The deprotection conditions were applicable to a series of phenol benzyl ethers (Table 2). Allyl, iodo, nitro, formyl, acetyl, and thiol ester groups remained intact in this reaction. Selective removal of the benzyl group was also accomplished in the presence of aliphatic benzyl ether, Alloc carbamate, o-Ns amide, Cbz carbamate, and Boc carbamate to provide the corresponding phenols in good to excellent yields.5 In addition, the less polar benzylpentamethylbenzene as a co-product was easily removed by column chromatography.
v93p0063-3.gif
Debenzylation is used in the synthesis of natural products and highly functionalized complex molecules (Table 3). In the total synthesis of yatakemycin, we performed the removal of the two benzyl groups with the labile thiol ester intact.3 At the later stage in the synthesis of haplophytine, we performed the deprotection of a Cbz carbamate in the presence of α,β-unsaturated imine.7 Nicolaou and Chen also employed the conditions to a similar substrate and successfully removed both benzyl and Cbz groups.8 Erhardt performed the deprotection of the two benzyl groups in the final step of the total synthesis of (±)-vestitol and bolusanthin III.9 They also provided a comment on this step that conventional conditions such as pentamethylbenzene/trifluoroacetic acid4 and boron tribromide proved to be very harsh, resulting in decomposition of the starting material.

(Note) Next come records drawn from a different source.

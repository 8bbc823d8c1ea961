//! Camera scan loop support.
//!
//! A camera decodes the same static code many times per second. The
//! debouncer collapses those repeats into one scan event before anything
//! reaches the validator or the replay guard.

use crate::clock::Clock;
use chrono::{DateTime, Duration, Utc};
use std::future::Future;
use std::sync::{Arc, Mutex, PoisonError};
use tokio::sync::mpsc;

/// Suppresses repeat decodes of the same code within a short window.
pub struct ScanDebouncer {
    window: Duration,
    clock: Arc<dyn Clock>,
    last: Mutex<Option<(String, DateTime<Utc>)>>,
}

impl ScanDebouncer {
    /// Create a debouncer with the given window (at least one second in
    /// practice; see `RollcallConfig::scan_debounce`).
    pub fn new(window: std::time::Duration, clock: Arc<dyn Clock>) -> Self {
        Self {
            window: crate::config::to_chrono(window),
            clock,
            last: Mutex::new(None),
        }
    }

    /// Whether this decoded frame should be processed.
    ///
    /// A frame is skipped when it carries the same text as the last
    /// processed frame and arrives inside the window.
    pub fn should_process(&self, raw: &str) -> bool {
        let now = self.clock.now_utc();
        let mut last = self.last.lock().unwrap_or_else(PoisonError::into_inner);

        if let Some((prev, at)) = last.as_ref() {
            if prev == raw && now - *at < self.window {
                return false;
            }
        }
        *last = Some((raw.to_string(), now));
        true
    }

    /// Forget the last processed frame.
    pub fn reset(&self) {
        *self.last.lock().unwrap_or_else(PoisonError::into_inner) = None;
    }
}

/// Drive a scan session until the camera side closes its channel.
///
/// Each decoded frame that survives debouncing is handed to `handler` and
/// awaited to completion before the next frame is read, so closing the
/// camera never interrupts a check-in that already reached the store.
/// Returns the number of frames handed to `handler`.
pub async fn run_scan_loop<H, Fut>(
    mut frames: mpsc::Receiver<String>,
    debouncer: &ScanDebouncer,
    mut handler: H,
) -> usize
where
    H: FnMut(String) -> Fut,
    Fut: Future<Output = ()>,
{
    let mut processed = 0;
    while let Some(raw) = frames.recv().await {
        if !debouncer.should_process(&raw) {
            continue;
        }
        processed += 1;
        handler(raw).await;
    }
    tracing::debug!(processed, "scan loop stopped");
    processed
}
//! Record store and identity collaborators.
//!
//! The hosted backend is consumed through these narrow async traits. Any
//! backend failure surfaces as [`StoreError::Backend`]; the only structured
//! failure is a uniqueness [`StoreError::Conflict`] on attendance inserts.

pub mod memory;

use crate::protocol::models::{AttendanceRecord, EventRecord, Identity};
use async_trait::async_trait;
use thiserror::Error;

pub use memory::{MemoryStore, StaticIdentity};

/// Failures reported by a store backend.
#[derive(Debug, Clone, PartialEq, Eq, Error)]
pub enum StoreError {
    /// A uniqueness constraint rejected the write.
    #[error("record already exists")]
    Conflict,

    /// Any other backend failure (network, permissions, ...).
    #[error("{0}")]
    Backend(String),
}

/// Read access to events.
#[async_trait]
pub trait EventStore: Send + Sync {
    /// Load an event by id.
    async fn find_event(&self, event_id: &str) -> Result<Option<EventRecord>, StoreError>;
}

/// Attendance persistence.
///
/// Implementations must enforce uniqueness of `(event_id, attendee_id)`
/// and report violations as [`StoreError::Conflict`].
#[async_trait]
pub trait AttendanceStore: Send + Sync {
    /// Look up the record for one attendee at one event.
    async fn find_attendance(
        &self,
        event_id: &str,
        attendee_id: &str,
    ) -> Result<Option<AttendanceRecord>, StoreError>;

    /// Insert a new record.
    async fn insert_attendance(&self, record: &AttendanceRecord) -> Result<(), StoreError>;

    /// All records for an event, oldest first.
    async fn list_attendance(&self, event_id: &str) -> Result<Vec<AttendanceRecord>, StoreError>;
}

/// Club administration lookups.
#[async_trait]
pub trait MembershipStore: Send + Sync {
    /// Whether `user_id` is an approved admin of `club_id`.
    async fn is_club_admin(&self, user_id: &str, club_id: &str) -> Result<bool, StoreError>;
}

/// Source of the signed-in user.
#[async_trait]
pub trait IdentityProvider: Send + Sync {
    /// The current user, or `None` when signed out.
    async fn current_user(&self) -> Result<Option<Identity>, StoreError>;
}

Vogel performed a selective deprotection of a benzyl group in the synthesis of polypropionates.10 Interestingly, they successfully discriminated two benzyl groups according to their electron densities; the more electron-rich benzyl group was removed faster than the other benzyl group bearing the CF3 group. In addition, exo-methylene and enol benzoate remained unreacted after the reaction. Kobayashi and co-workers applied the conditions to remove aliphatic benzyl ethers by replacing BCl3 with BBr3.11 Acid-labile and easily reduced triene remained intact under the conditions to provide the corresponding pentaol in 59% yield.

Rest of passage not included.